Another rare moment when Old Man "thinks" and decides to share it with people. 

I've have been giving deep thought to getting some sentry guns for my vanilla marines, to be precise, getting assault cannon sentry guns and am wondering if anybody else uses them. In theory they look good for pushing back the deep strike range of enemy units and protecting a gunlines while providing reasonably cheap firepower (x3 pumping out 36 S6 shots is not to sniffed at) and cheaper than a scout squad plus they do not suffer tbe targeting restrictions of the H.B varient. Fluff wise a highly elite unit like marines would use such a device for flank protection while they insert, give some heretic the good news and then bug out for tea and biscuits. 

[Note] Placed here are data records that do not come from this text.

//! Real-time message delivery for Parley.
//!
//! Both transports are built from one primitive: "messages for this user
//! newer than this watermark". The long poll re-runs it on a timer until
//! something appears or the wait bound elapses; the event stream runs it
//! on a tighter cadence for the life of the connection and pushes batches
//! as they show up. Each waiting client is an independent task parked on a
//! timer, and every read goes through the durable store, so any server can
//! answer any request.
//!
//! # Example
//!
//! ```no_run
//! use delivery::{wait_for_messages, DeliveryConfig, PollOutcome};
//! use message_store::Store;
//!
//! # async fn example() -> Result<(), Box<dyn std::error::Error>> {
//! let store = Store::connect("sqlite:parley.db?mode=rwc").await?;
//! store.migrate().await?;
//!
//! let config = DeliveryConfig::default();
//! match wait_for_messages(store.pool(), 42, 100, &config).await {
//!     PollOutcome::Delivered(messages) => println!("{} new", messages.len()),
//!     PollOutcome::TimedOut => println!("nothing yet"),
//! }
//! # Ok(())
//! # }
//! ```

mod config;
mod error;
mod poll;
mod query;
mod stream;

pub use config::DeliveryConfig;
pub use error::DeliveryError;
pub use poll::{wait_for_messages, PollOutcome};
pub use query::{deliverable, resolve_watermark, MessageBatch};
pub use stream::{message_events, StreamEvent};
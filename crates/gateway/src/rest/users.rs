//! User REST endpoints

use axum::{
    extract::{
        rejection::{JsonRejection, PathRejection, QueryRejection},
        Path, Query, State,
    },
    routing::get,
    Json, Router,
};
use roster_database::{NewUser, User, UserPatch};
use serde::{Deserialize, Serialize};
use tracing::info;
use utoipa::{IntoParams, ToSchema};

use crate::envelope::Envelope;
use crate::error::{ApiError, ApiResult, Operation};
use crate::state::AppState;
use crate::target::{resolve, resolve_single, UserTarget};

#[derive(Debug, Clone, Serialize, Deserialize, ToSchema)]
pub struct UserResponse {
    pub id: i64,
    pub username: String,
    pub email: String,
    #[serde(default, skip_serializing_if = "Option::is_none")]
    pub fullname: Option<String>,
}

impl From<User> for UserResponse {
    fn from(user: User) -> Self {
        Self {
            id: user.id,
            username: user.username,
            email: user.email,
            fullname: user.fullname,
        }
    }
}

/// Missing `username` or `email` is caught by the required-field check, not the parser.
#[derive(Debug, Default, Deserialize, ToSchema)]
pub struct CreateUserRequest {
    #[serde(default)]
    pub username: String,
    #[serde(default)]
    pub email: String,
    #[serde(default)]
    pub fullname: Option<String>,
}

impl From<CreateUserRequest> for NewUser {
    fn from(request: CreateUserRequest) -> Self {
        Self {
            username: request.username,
            email: request.email,
            fullname: request.fullname,
        }
    }
}

#[derive(Debug, Default, Deserialize, ToSchema)]
pub struct UpdateUserRequest {
    pub username: Option<String>,
    pub email: Option<String>,
    pub fullname: Option<String>,
}

impl From<UpdateUserRequest> for UserPatch {
    fn from(request: UpdateUserRequest) -> Self {
        Self {
            username: request.username,
            email: request.email,
            fullname: request.fullname,
        }
    }
}

#[derive(Debug, Default, Deserialize, IntoParams)]
#[into_params(parameter_in = Query)]
pub struct UserQuery {
    /// Address a single user by username instead of by id
    pub username: Option<String>,
}

type PathIdExtract = Result<Path<String>, PathRejection>;
type UserQueryExtract = Result<Query<UserQuery>, QueryRejection>;

/// Create user routes
pub fn create_user_routes() -> Router<AppState> {
    Router::new()
        .route(
            "/users",
            get(get_users)
                .post(create_user)
                .put(update_user)
                .delete(delete_user),
        )
        .route(
            "/users/:user_id",
            get(get_user).put(update_user_by_id).delete(delete_user_by_id),
        )
}

#[utoipa::path(
    post,
    path = "/users",
    tag = "Users",
    request_body = CreateUserRequest,
    responses(
        (status = 200, description = "User created", body = Envelope),
        (status = 400, description = "Invalid body, missing fields or duplicate username/email", body = Envelope),
        (status = 500, description = "Store failure", body = Envelope)
    )
)]
pub async fn create_user(
    State(state): State<AppState>,
    payload: Result<Json<CreateUserRequest>, JsonRejection>,
) -> ApiResult<Json<Envelope>> {
    let Json(payload) = payload.map_err(|rejection| ApiError::InvalidBody(rejection.body_text()))?;

    let new_user = NewUser::from(payload);
    if !new_user.has_required_fields() {
        return Err(ApiError::MissingRequiredFields);
    }

    let user = state
        .store()
        .create(&new_user)
        .await
        .map_err(|e| ApiError::from_store(Operation::Create, e))?;

    info!(user_id = user.id, username = %user.username, "user created");
    Ok(Json(Envelope::success("User created successfully.")))
}

#[utoipa::path(
    get,
    path = "/users",
    tag = "Users",
    params(UserQuery),
    responses(
        (status = 200, description = "All users under `data.users`, or one under `data.user` when `username` is given", body = Envelope),
        (status = 400, description = "User does not exist", body = Envelope),
        (status = 500, description = "Store failure", body = Envelope)
    )
)]
pub async fn get_users(
    State(state): State<AppState>,
    query: UserQueryExtract,
) -> ApiResult<Json<Envelope>> {
    let username = query_username(query)?;
    read_users(&state, None, username.as_deref()).await
}

#[utoipa::path(
    get,
    path = "/users/{user_id}",
    tag = "Users",
    params(
        ("user_id" = i64, Path, description = "User id")
    ),
    responses(
        (status = 200, description = "User under `data.user`", body = Envelope),
        (status = 400, description = "Malformed id, both id and username given, or user does not exist", body = Envelope),
        (status = 500, description = "Store failure", body = Envelope)
    )
)]
pub async fn get_user(
    State(state): State<AppState>,
    path: PathIdExtract,
    query: UserQueryExtract,
) -> ApiResult<Json<Envelope>> {
    let user_id = path_id(path)?;
    let username = query_username(query)?;
    read_users(&state, Some(&user_id), username.as_deref()).await
}

#[utoipa::path(
    put,
    path = "/users",
    tag = "Users",
    params(UserQuery),
    request_body = UpdateUserRequest,
    responses(
        (status = 200, description = "User updated", body = Envelope),
        (status = 400, description = "Invalid body, no target, duplicate value or user does not exist", body = Envelope),
        (status = 500, description = "Store failure", body = Envelope)
    )
)]
pub async fn update_user(
    State(state): State<AppState>,
    query: UserQueryExtract,
    payload: Result<Json<UpdateUserRequest>, JsonRejection>,
) -> ApiResult<Json<Envelope>> {
    apply_update(&state, None, query, payload).await
}

#[utoipa::path(
    put,
    path = "/users/{user_id}",
    tag = "Users",
    params(
        ("user_id" = i64, Path, description = "User id")
    ),
    request_body = UpdateUserRequest,
    responses(
        (status = 200, description = "User updated", body = Envelope),
        (status = 400, description = "Invalid body or id, duplicate value or user does not exist", body = Envelope),
        (status = 500, description = "Store failure", body = Envelope)
    )
)]
pub async fn update_user_by_id(
    State(state): State<AppState>,
    path: PathIdExtract,
    query: UserQueryExtract,
    payload: Result<Json<UpdateUserRequest>, JsonRejection>,
) -> ApiResult<Json<Envelope>> {
    apply_update(&state, Some(path), query, payload).await
}

#[utoipa::path(
    delete,
    path = "/users",
    tag = "Users",
    params(UserQuery),
    responses(
        (status = 200, description = "User deleted", body = Envelope),
        (status = 400, description = "No target or user does not exist", body = Envelope),
        (status = 500, description = "Store failure", body = Envelope)
    )
)]
pub async fn delete_user(
    State(state): State<AppState>,
    query: UserQueryExtract,
) -> ApiResult<Json<Envelope>> {
    let username = query_username(query)?;
    remove_user(&state, None, username.as_deref()).await
}

#[utoipa::path(
    delete,
    path = "/users/{user_id}",
    tag = "Users",
    params(
        ("user_id" = i64, Path, description = "User id")
    ),
    responses(
        (status = 200, description = "User deleted", body = Envelope),
        (status = 400, description = "Malformed id or user does not exist", body = Envelope),
        (status = 500, description = "Store failure", body = Envelope)
    )
)]
pub async fn delete_user_by_id(
    State(state): State<AppState>,
    path: PathIdExtract,
    query: UserQueryExtract,
) -> ApiResult<Json<Envelope>> {
    let user_id = path_id(path)?;
    let username = query_username(query)?;
    remove_user(&state, Some(&user_id), username.as_deref()).await
}

/// A path segment axum cannot decode is as malformed as one that is not a number.
fn path_id(path: PathIdExtract) -> ApiResult<String> {
    path.map(|Path(user_id)| user_id)
        .map_err(|_| ApiError::InvalidIdentifier)
}

fn query_username(query: UserQueryExtract) -> ApiResult<Option<String>> {
    query
        .map(|Query(query)| query.username)
        .map_err(|rejection| ApiError::InvalidQuery(rejection.body_text()))
}

async fn read_users(
    state: &AppState,
    path_id: Option<&str>,
    username: Option<&str>,
) -> ApiResult<Json<Envelope>> {
    let target = resolve(path_id, username).map_err(|e| ApiError::from_target(Operation::Read, e))?;
    let store = state.store();

    let user = match target {
        UserTarget::Collection => {
            let users: Vec<UserResponse> = store
                .find_all()
                .await
                .map_err(|e| ApiError::from_store(Operation::ReadAll, e))?
                .into_iter()
                .map(UserResponse::from)
                .collect();

            let envelope = Envelope::success("Retrieved all users.")
                .with_data("users", users)
                .map_err(|e| ApiError::encoding(Operation::ReadAll, e))?;
            return Ok(Json(envelope));
        }
        UserTarget::ById(id) => store.find_by_id(id).await,
        UserTarget::ByUsername(username) => store.find_by_username(&username).await,
    }
    .map_err(|e| ApiError::from_store(Operation::Read, e))?;

    let envelope = Envelope::success("User retrieved successfully.")
        .with_data("user", UserResponse::from(user))
        .map_err(|e| ApiError::encoding(Operation::Read, e))?;
    Ok(Json(envelope))
}

/// The body is checked before the target, so a malformed body wins over a bad id.
async fn apply_update(
    state: &AppState,
    path: Option<PathIdExtract>,
    query: UserQueryExtract,
    payload: Result<Json<UpdateUserRequest>, JsonRejection>,
) -> ApiResult<Json<Envelope>> {
    let Json(payload) = payload.map_err(|rejection| ApiError::InvalidBody(rejection.body_text()))?;
    let patch = UserPatch::from(payload);

    let user_id = path.map(path_id).transpose()?;
    let username = query_username(query)?;
    let target = resolve_single(user_id.as_deref(), username.as_deref())
        .map_err(|e| ApiError::from_target(Operation::Update, e))?;

    let user = match target {
        UserTarget::ById(id) => state.store().update_by_id(id, &patch).await,
        UserTarget::ByUsername(username) => state.store().update_by_username(&username, &patch).await,
        UserTarget::Collection => return Err(ApiError::AmbiguousTarget(Operation::Update)),
    }
    .map_err(|e| ApiError::from_store(Operation::Update, e))?;

    info!(user_id = user.id, "user updated");
    Ok(Json(Envelope::success("User updated successfully.")))
}

async fn remove_user(
    state: &AppState,
    path_id: Option<&str>,
    username: Option<&str>,
) -> ApiResult<Json<Envelope>> {
    let target =
        resolve_single(path_id, username).map_err(|e| ApiError::from_target(Operation::Delete, e))?;

    let deleted = match &target {
        UserTarget::ById(id) => state.store().delete_by_id(*id).await,
        UserTarget::ByUsername(username) => state.store().delete_by_username(username).await,
        UserTarget::Collection => return Err(ApiError::AmbiguousTarget(Operation::Delete)),
    };
    deleted.map_err(|e| ApiError::from_store(Operation::Delete, e))?;

    info!(user = ?target, "user deleted");
    Ok(Json(Envelope::success("User deleted successfully.")))
}

#[cfg(test)]
mod tests {
    use super::*;

    #[test]
    fn create_request_tolerates_missing_fields() {
        let request: CreateUserRequest = serde_json::from_str(r#"{"email":"a@x.com"}"#).unwrap();
        let new_user = NewUser::from(request);

        assert_eq!(new_user.username, "");
        assert!(!new_user.has_required_fields());
    }

    #[test]
    fn update_request_becomes_a_patch() {
        let request: UpdateUserRequest =
            serde_json::from_str(r#"{"fullname":"Alice Liddell","email":""}"#).unwrap();
        let patch = UserPatch::from(request);

        assert_eq!(patch.assignments(), vec![("fullname", "Alice Liddell")]);
    }

    #[test]
    fn response_omits_absent_fullname() {
        let response = UserResponse::from(User {
            id: 3,
            username: "carol".into(),
            email: "c@x.com".into(),
            fullname: None,
        });

        let value = serde_json::to_value(response).unwrap();
        assert!(value.get("fullname").is_none());
        assert_eq!(value["id"], 3);
    }
}
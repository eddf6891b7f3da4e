//! Shared types and result types for the persistence layer

pub mod errors;

pub use errors::{DatabaseError, StoreError, UniqueField};

pub type DatabaseResult<T> = Result<T, DatabaseError>;
pub type StoreResult<T> = Result<T, StoreError>;
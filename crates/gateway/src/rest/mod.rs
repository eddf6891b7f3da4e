//! REST API endpoints for the gateway

pub mod health;
pub mod users;

use axum::{routing::get, Router};

use crate::state::AppState;

/// Create all REST API routes
pub fn create_rest_routes() -> Router<AppState> {
    Router::new()
        .route("/health", get(health::health_check))
        .merge(users::create_user_routes())
}

pub use health::*;
pub use users::*;
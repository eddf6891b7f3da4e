//! Error types for the persistence layer

use std::fmt;

use serde::Serialize;
use sqlx::error::ErrorKind;
use thiserror::Error;

/// Failures while bringing the database up
#[derive(Debug, Error)]
pub enum DatabaseError {
    #[error("Database connection error: {0}")]
    ConnectionError(String),

    #[error("Database migration error: {0}")]
    MigrationError(String),
}

/// Column guarded by a uniqueness constraint on `users`
#[derive(Debug, Clone, Copy, PartialEq, Eq, Serialize)]
#[serde(rename_all = "lowercase")]
pub enum UniqueField {
    Username,
    Email,
}

impl UniqueField {
    pub fn as_str(&self) -> &'static str {
        match self {
            UniqueField::Username => "username",
            UniqueField::Email => "email",
        }
    }

    /// Finds the guarded column named in a constraint name or backend message.
    ///
    /// SQLite reports `UNIQUE constraint failed: users.email`, Postgres reports
    /// constraint names such as `users_email_key`.
    fn from_backend_text(text: &str) -> Option<Self> {
        if text.contains("username") {
            Some(UniqueField::Username)
        } else if text.contains("email") {
            Some(UniqueField::Email)
        } else {
            None
        }
    }
}

impl fmt::Display for UniqueField {
    fn fmt(&self, f: &mut fmt::Formatter<'_>) -> fmt::Result {
        f.write_str(self.as_str())
    }
}

/// Outcome of a failed store operation.
///
/// Every backend failure is reduced to one of these three variants, so callers
/// never inspect driver errors themselves.
#[derive(Debug, Error)]
pub enum StoreError {
    #[error("User not found")]
    NotFound,

    #[error("{field} already exists")]
    UniqueViolation { field: UniqueField },

    #[error("Store error: {0}")]
    Backend(String),
}

impl From<sqlx::Error> for StoreError {
    fn from(error: sqlx::Error) -> Self {
        match error {
            sqlx::Error::RowNotFound => StoreError::NotFound,
            sqlx::Error::Database(db_error) if matches!(db_error.kind(), ErrorKind::UniqueViolation) => {
                let field = db_error
                    .constraint()
                    .and_then(UniqueField::from_backend_text)
                    .or_else(|| UniqueField::from_backend_text(db_error.message()));

                match field {
                    Some(field) => StoreError::UniqueViolation { field },
                    None => StoreError::Backend(db_error.to_string()),
                }
            }
            other => StoreError::Backend(other.to_string()),
        }
    }
}

#[cfg(test)]
mod tests {
    use super::*;

    #[test]
    fn backend_text_names_the_violated_column() {
        assert_eq!(
            UniqueField::from_backend_text("UNIQUE constraint failed: users.username"),
            Some(UniqueField::Username)
        );
        assert_eq!(
            UniqueField::from_backend_text("users_email_key"),
            Some(UniqueField::Email)
        );
        assert_eq!(UniqueField::from_backend_text("users_pkey"), None);
    }

    #[test]
    fn row_not_found_becomes_not_found() {
        let error = StoreError::from(sqlx::Error::RowNotFound);
        assert!(matches!(error, StoreError::NotFound));
    }

    #[test]
    fn other_driver_errors_keep_their_detail() {
        let error = StoreError::from(sqlx::Error::PoolTimedOut);
        match error {
            StoreError::Backend(detail) => assert!(!detail.is_empty()),
            other => panic!("expected backend error, got {other:?}"),
        }
    }

    #[test]
    fn unique_field_serializes_lowercase() {
        let value = serde_json::to_value(UniqueField::Email).unwrap();
        assert_eq!(value, "email");
    }
}
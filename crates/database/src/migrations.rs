//! Database migrations

use anyhow::Context;
use sqlx::SqlitePool;
use tracing::info;

// Include migrations from the migrations directory
pub static MIGRATOR: sqlx::migrate::Migrator = sqlx::migrate!("./migrations");

/// Run database migrations; creates the `users` table when it is missing
pub async fn run_migrations(pool: &SqlitePool) -> anyhow::Result<()> {
    MIGRATOR
        .run(pool)
        .await
        .context("database migrations failed")?;
    info!("database migrations applied");
    Ok(())
}
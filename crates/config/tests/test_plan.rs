//! Test plan for the `roster-config` crate.
//!
//! These tests exercise the configuration loader across default handling,
//! file discovery, environment overrides, and clamping behaviour.

use std::fs;
use std::path::{Path, PathBuf};

use serial_test::serial;
use tempfile::TempDir;

use roster_config::{load, AppConfig};

const ENV_VARS_TO_RESET: &[&str] = &[
    "ROSTER_CONFIG",
    "ROSTER__DATABASE__CONNECT_ATTEMPTS",
    "ROSTER__DATABASE__CONNECT_BACKOFF_SECONDS",
    "ROSTER__DATABASE__MAX_CONNECTIONS",
    "ROSTER__DATABASE__URL",
    "ROSTER__HTTP__ADDRESS",
    "ROSTER__HTTP__PORT",
];

struct TestContext {
    vars: Vec<(String, Option<String>)>,
    original_dir: Option<PathBuf>,
}

impl TestContext {
    fn new() -> Self {
        Self {
            vars: Vec::new(),
            original_dir: None,
        }
    }

    fn reset_environment(&mut self) {
        for key in ENV_VARS_TO_RESET {
            self.remove_var(key);
        }
    }

    fn set_var(&mut self, key: &str, value: impl AsRef<str>) {
        let previous = std::env::var(key).ok();
        std::env::set_var(key, value.as_ref());
        self.vars.push((key.to_string(), previous));
    }

    fn remove_var(&mut self, key: &str) {
        let previous = std::env::var(key).ok();
        std::env::remove_var(key);
        self.vars.push((key.to_string(), previous));
    }

    fn set_current_dir(&mut self, dir: &Path) {
        if self.original_dir.is_none() {
            self.original_dir =
                Some(std::env::current_dir().expect("failed to capture current directory"));
        }
        std::env::set_current_dir(dir).expect("failed to set current directory");
    }
}

impl Drop for TestContext {
    fn drop(&mut self) {
        if let Some(original) = self.original_dir.take() {
            let _ = std::env::set_current_dir(original);
        }

        while let Some((key, value)) = self.vars.pop() {
            match value {
                Some(val) => std::env::set_var(&key, val),
                None => std::env::remove_var(&key),
            }
        }
    }
}

fn write_config_file(root: &Path, relative: &str, contents: &str) {
    let path = root.join(relative);
    if let Some(parent) = path.parent() {
        fs::create_dir_all(parent).expect("failed to create config directories");
    }
    fs::write(path, contents).expect("failed to write config file");
}

fn isolated() -> (TempDir, TestContext) {
    let temp_dir = TempDir::new().expect("failed to create temp dir");
    let mut ctx = TestContext::new();
    ctx.reset_environment();
    ctx.set_current_dir(temp_dir.path());
    (temp_dir, ctx)
}

#[test]
#[serial]
fn load_uses_default_values_when_no_files_found() {
    let (_temp_dir, _ctx) = isolated();

    let config = load().expect("configuration load should succeed without files");
    let defaults = AppConfig::default();

    assert_eq!(config.http.address, defaults.http.address);
    assert_eq!(config.http.port, defaults.http.port);
    assert_eq!(config.database.url, defaults.database.url);
    assert_eq!(
        config.database.max_connections,
        defaults.database.max_connections
    );
    assert_eq!(
        config.database.connect_attempts,
        defaults.database.connect_attempts
    );
    assert_eq!(
        config.database.connect_backoff_seconds,
        defaults.database.connect_backoff_seconds
    );
}

#[test]
#[serial]
fn load_picks_first_available_file_in_search_order() {
    let (temp_dir, _ctx) = isolated();

    write_config_file(
        temp_dir.path(),
        "roster.toml",
        r#"
        [http]
        port = 4242
        "#,
    );
    write_config_file(
        temp_dir.path(),
        "config/roster.toml",
        r#"
        [http]
        port = 5151
        "#,
    );

    let config = load().expect("configuration load should pick the first file");
    assert_eq!(config.http.port, 4242);
}

#[test]
#[serial]
fn load_merges_partial_file_with_defaults() {
    let (temp_dir, _ctx) = isolated();

    write_config_file(
        temp_dir.path(),
        "roster.toml",
        r#"
        [http]
        port = 8181

        [database]
        max_connections = 50
        "#,
    );

    let config = load().expect("configuration load should succeed");
    let defaults = AppConfig::default();

    assert_eq!(config.http.port, 8181);
    assert_eq!(config.http.address, defaults.http.address);
    assert_eq!(config.database.max_connections, 50);
    assert_eq!(config.database.url, defaults.database.url);
    assert_eq!(
        config.database.connect_attempts,
        defaults.database.connect_attempts
    );
}

#[test]
#[serial]
fn load_applies_environment_overrides() {
    let (temp_dir, mut ctx) = isolated();

    write_config_file(
        temp_dir.path(),
        "roster.toml",
        r#"
        [http]
        port = 3030
        "#,
    );

    ctx.set_var("ROSTER__HTTP__PORT", "9090");
    ctx.set_var("ROSTER__DATABASE__URL", "sqlite://override.db");

    let config = load().expect("configuration load should honour env overrides");
    assert_eq!(config.http.port, 9090);
    assert_eq!(config.database.url, "sqlite://override.db");
}

#[test]
#[serial]
fn load_reads_explicit_config_path() {
    let (temp_dir, mut ctx) = isolated();

    write_config_file(
        temp_dir.path(),
        "elsewhere/custom.toml",
        r#"
        [database]
        connect_attempts = 4
        connect_backoff_seconds = 1
        "#,
    );
    let path = temp_dir.path().join("elsewhere/custom.toml");
    ctx.set_var("ROSTER_CONFIG", path.to_string_lossy());

    let config = load().expect("configuration load should read ROSTER_CONFIG");
    assert_eq!(config.database.connect_attempts, 4);
    assert_eq!(config.database.connect_backoff_seconds, 1);
}

#[test]
#[serial]
fn load_raises_zero_connect_attempts_to_one() {
    let (_temp_dir, mut ctx) = isolated();

    ctx.set_var("ROSTER__DATABASE__CONNECT_ATTEMPTS", "0");

    let config = load().expect("configuration load should succeed");
    assert_eq!(config.database.connect_attempts, 1);
}

#[test]
#[serial]
fn load_rejects_malformed_port() {
    let (_temp_dir, mut ctx) = isolated();

    ctx.set_var("ROSTER__HTTP__PORT", "not-a-port");

    assert!(load().is_err());
}
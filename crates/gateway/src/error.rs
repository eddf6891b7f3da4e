//! Error types for the gateway layer

use axum::{
    http::StatusCode,
    response::{IntoResponse, Response},
    Json,
};
use roster_database::{StoreError, UniqueField};
use thiserror::Error;
use tracing::error;

use crate::envelope::{Envelope, ErrorBody};
use crate::target::TargetError;

/// The user operation a request performs; selects the client-facing wording
#[derive(Debug, Clone, Copy, PartialEq, Eq)]
pub enum Operation {
    Create,
    ReadAll,
    Read,
    Update,
    Delete,
}

impl Operation {
    pub fn as_str(&self) -> &'static str {
        match self {
            Operation::Create => "create",
            Operation::ReadAll => "read_all",
            Operation::Read => "read",
            Operation::Update => "update",
            Operation::Delete => "delete",
        }
    }

    fn ambiguous_message(&self) -> &'static str {
        match self {
            Operation::Update => "You must/can only specify a user to update.",
            Operation::Delete => "You must/can only specify a user to delete.",
            Operation::Create | Operation::ReadAll | Operation::Read => {
                "You must/can only specify a user to retrieve."
            }
        }
    }

    fn failure_message(&self) -> &'static str {
        match self {
            Operation::Create | Operation::Update => "User operation failed",
            Operation::ReadAll => "Failed to retrieve users.",
            Operation::Read => "Failed to retrieve user.",
            Operation::Delete => "Failed to delete user.",
        }
    }
}

/// Gateway error types
#[derive(Debug, Error)]
pub enum ApiError {
    #[error("request body not valid: {0}")]
    InvalidBody(String),

    #[error("query string not valid: {0}")]
    InvalidQuery(String),

    #[error("username and email are required")]
    MissingRequiredFields,

    #[error("user id is not a non-negative integer")]
    InvalidIdentifier,

    #[error("{} needs exactly one of user id or username", .0.as_str())]
    AmbiguousTarget(Operation),

    #[error("user not found")]
    NotFound,

    #[error("{0} has been taken")]
    UniqueViolation(UniqueField),

    #[error("store failure during {}: {detail}", .operation.as_str())]
    Store { operation: Operation, detail: String },

    #[error("response encoding failed during {}: {detail}", .operation.as_str())]
    Encoding { operation: Operation, detail: String },
}

impl ApiError {
    pub fn from_store(operation: Operation, error: StoreError) -> Self {
        match error {
            StoreError::NotFound => ApiError::NotFound,
            StoreError::UniqueViolation { field } => ApiError::UniqueViolation(field),
            StoreError::Backend(detail) => ApiError::Store { operation, detail },
        }
    }

    pub fn from_target(operation: Operation, error: TargetError) -> Self {
        match error {
            TargetError::InvalidIdentifier => ApiError::InvalidIdentifier,
            TargetError::AmbiguousOrMissingTarget => ApiError::AmbiguousTarget(operation),
        }
    }

    pub fn encoding(operation: Operation, error: serde_json::Error) -> Self {
        ApiError::Encoding {
            operation,
            detail: error.to_string(),
        }
    }

    /// NotFound stays a 400; only server-side failures are 500s.
    pub fn status_code(&self) -> StatusCode {
        match self {
            ApiError::Store { .. } | ApiError::Encoding { .. } => StatusCode::INTERNAL_SERVER_ERROR,
            _ => StatusCode::BAD_REQUEST,
        }
    }

    pub fn message(&self) -> &'static str {
        match self {
            ApiError::InvalidBody(_) => "Request body not valid.",
            ApiError::InvalidQuery(_) => "Query string not valid.",
            ApiError::MissingRequiredFields => "You must specify both a username and an email.",
            ApiError::InvalidIdentifier => "UserID must be a positive integer.",
            ApiError::AmbiguousTarget(operation) => operation.ambiguous_message(),
            ApiError::NotFound => "User does not exist",
            ApiError::UniqueViolation(UniqueField::Username) => "Username has been taken!",
            ApiError::UniqueViolation(UniqueField::Email) => "Email has been taken!",
            ApiError::Store { operation, .. } | ApiError::Encoding { operation, .. } => {
                operation.failure_message()
            }
        }
    }

    /// Store detail stays server side; the client only sees the code.
    pub fn error_body(&self) -> ErrorBody {
        match self {
            ApiError::InvalidBody(detail) | ApiError::InvalidQuery(detail) => {
                ErrorBody::new("validation_error").with_detail(detail)
            }
            ApiError::MissingRequiredFields => ErrorBody::new("validation_error"),
            ApiError::InvalidIdentifier => ErrorBody::new("invalid_identifier"),
            ApiError::AmbiguousTarget(_) => ErrorBody::new("ambiguous_target"),
            ApiError::NotFound => ErrorBody::new("not_found"),
            ApiError::UniqueViolation(field) => {
                ErrorBody::new("unique_violation").with_field(field.as_str())
            }
            ApiError::Store { .. } => ErrorBody::new("store_error"),
            ApiError::Encoding { .. } => ErrorBody::new("encoding_error"),
        }
    }
}

impl IntoResponse for ApiError {
    fn into_response(self) -> Response {
        match &self {
            ApiError::Store { operation, detail } => {
                error!(operation = operation.as_str(), detail = %detail, "user store failure");
            }
            ApiError::Encoding { operation, detail } => {
                error!(operation = operation.as_str(), detail = %detail, "response encoding failure");
            }
            _ => {}
        }

        let status = self.status_code();
        let envelope = Envelope::error(self.message(), self.error_body());

        (status, Json(envelope)).into_response()
    }
}

/// Result type for gateway operations
pub type ApiResult<T> = Result<T, ApiError>;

Now of course they don't move can't score an objective, but it does lessen your drop count for deployment and they look cool depending on which 3rd part base I get as F.W sell them any more. As always your wisdom in these matters is greatly appreciated, hugs and kisses Old Man.


----------



## Shandathe (May 2, 2010)

The Assault Cannon variant is quite good if you keep your sightlines firmly in mind when setting up, and remember that they're not actually all that tough.

The Heavy Bolter ones are okay (but vastly underperform for cost compared to the Assault Cannons), the Multi-Melta variant is expensive points-wise but at least it doesn't have the horrible Lascannon targeting restrictions that see the LC variant happily target things like Beasts or Swarms instead of the Superheavy behind it


----------



## Old Man78 (Nov 3, 2011)

Shandathe said:


> The Assault Cannon variant is quite good if you keep your sightlines firmly in mind when setting up, and remember that they're not actually all that tough.


The assault cannon is the only one I'd get, it is the best bang for your buck points wise. I know it is not tough, but if i can place them out of direct line of site or in cover, to delay deep strike and hose a unit that moves into it's fire lane. I was hoping someone had used them in a list, but they are probably only used in narrative games


----------



## friar76 (Jul 10, 2012)

Well you could always check to see if anyone with a BA list have used the razorback variant with the twin assault cannon on top. It may be a mobile firebase, but the logic is the same.

I would consider using them in 40k, especially when protecting your own objectives, but their poor BS means you will need additional support from a cheap counter-assault unit. You can make quite an interesting list, with a static firebase. However, all it would need is to run the forward positions stratgem and to redeploy them after the end of the deployment phase, so as to catch the enemy off-guard.

However, double check the rules for this, as static weapons may not be subject to this stratagem.


----------